_Excerpted records:_
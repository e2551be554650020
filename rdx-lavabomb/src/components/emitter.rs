//! The emitter: ticks the three cadences and produces the line stream.

use crate::common::{Cadence, NoiseState, SECONDS_PER_HOUR, SECONDS_PER_MINUTE};
use crate::components::OverrideReceivers;
use crate::error::{LavaError, Result};
use crate::events::{EngineEvent, NoiseLine, ShutdownReason};
use crate::time::{Beat, CadenceClock};
use std::time::Duration;
use tokio::sync::{broadcast, mpsc};
use tokio_util::sync::CancellationToken;
use tracing::{debug, info, trace};

/// Drives the cadence timers and owns the current noises.
///
/// The emitter is the only component allowed to change [`NoiseState`]; it
/// adopts overrides by draining its [`OverrideReceivers`] without ever waiting
/// on them. Its line sender is dropped when [`Emitter::run`] returns, which
/// closes the stream for the printer.
pub struct Emitter {
    budget: Duration,
    state: NoiseState,
    counter: u64,
    overrides: OverrideReceivers,
    failures: mpsc::Receiver<LavaError>,
    output: mpsc::Sender<NoiseLine>,
    cancel: CancellationToken,
    done: CancellationToken,
    events: Option<broadcast::Sender<EngineEvent>>,
}

impl Emitter {
    pub fn new(
        budget: Duration,
        overrides: OverrideReceivers,
        failures: mpsc::Receiver<LavaError>,
        output: mpsc::Sender<NoiseLine>,
    ) -> Self {
        Self {
            budget,
            state: NoiseState::default(),
            counter: 0,
            overrides,
            failures,
            output,
            cancel: CancellationToken::new(),
            done: CancellationToken::new(),
            events: None,
        }
    }

    /// Stops the run early once `cancel` is cancelled.
    pub fn with_cancel(mut self, cancel: CancellationToken) -> Self {
        self.cancel = cancel;
        self
    }

    /// Cancels `done` when the run ends, for whatever reason.
    pub fn with_done(mut self, done: CancellationToken) -> Self {
        self.done = done;
        self
    }

    pub fn with_events(mut self, events: broadcast::Sender<EngineEvent>) -> Self {
        self.events = Some(events);
        self
    }

    /// Ticks until the budget is spent, the run is cancelled, the line stream
    /// is closed or the watcher reports a failure.
    ///
    /// # Errors
    ///
    /// Returns the failure forwarded by the watcher.
    pub async fn run(mut self) -> Result<ShutdownReason> {
        let _done = self.done.clone().drop_guard();
        let mut clock = CadenceClock::start(self.budget);
        info!("Emitter rumbling for {:?}.", self.budget);

        let outcome = self.tick_loop(&mut clock).await;
        match &outcome {
            Ok(reason) => info!("Emitter stopped: {:?}.", reason),
            Err(err) => info!("Emitter stopped by failure: {}", err),
        }
        outcome
    }

    async fn tick_loop(&mut self, clock: &mut CadenceClock) -> Result<ShutdownReason> {
        loop {
            for cadence in Cadence::ALL {
                self.drain(cadence);
            }

            let beat = tokio::select! {
                biased;
                _ = self.cancel.cancelled() => return Ok(ShutdownReason::Cancelled),
                Some(err) = self.failures.recv() => return Err(err),
                beat = clock.next() => beat,
            };

            let cadence = match beat {
                Beat::BudgetSpent => return Ok(ShutdownReason::BudgetExhausted),
                Beat::Tick { cadence, .. } => cadence,
            };

            if let Some(line) = self.on_tick(cadence) {
                trace!("Tick #{} ({}) emits.", line.tick, cadence);
                if self.output.send(line).await.is_err() {
                    return Ok(ShutdownReason::SinkClosed);
                }
            }
        }
    }

    /// Advances the counter for one timer fire and returns the line to emit.
    ///
    /// A second tick landing on a minute boundary, and a minute tick landing on
    /// an hour boundary, stay silent: the coarser cadence speaks for them.
    fn on_tick(&mut self, cadence: Cadence) -> Option<NoiseLine> {
        self.drain(cadence);
        match cadence {
            Cadence::Second => {
                self.counter += 1;
                (self.counter % SECONDS_PER_MINUTE != 0).then(|| self.line(cadence))
            }
            Cadence::Minute => (self.counter % SECONDS_PER_HOUR != 0).then(|| self.line(cadence)),
            Cadence::Hour => {
                let line = self.line(cadence);
                self.counter = 0;
                Some(line)
            }
        }
    }

    fn line(&self, cadence: Cadence) -> NoiseLine {
        NoiseLine::new(self.counter, cadence, self.state.get(cadence))
    }

    fn drain(&mut self, cadence: Cadence) {
        if let Some(message) = self.overrides.try_take(cadence) {
            debug!("{} noise is now {:?}.", cadence, message);
            if let Some(events) = &self.events {
                events
                    .send(EngineEvent::OverrideApplied {
                        cadence,
                        message: message.clone(),
                    })
                    .ok();
            }
            self.state.apply(cadence, message);
        }
    }
}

_Directions:_ Reply with the number only, stating how many lines in the listing hold the string "output".

_Problem solution:_ 4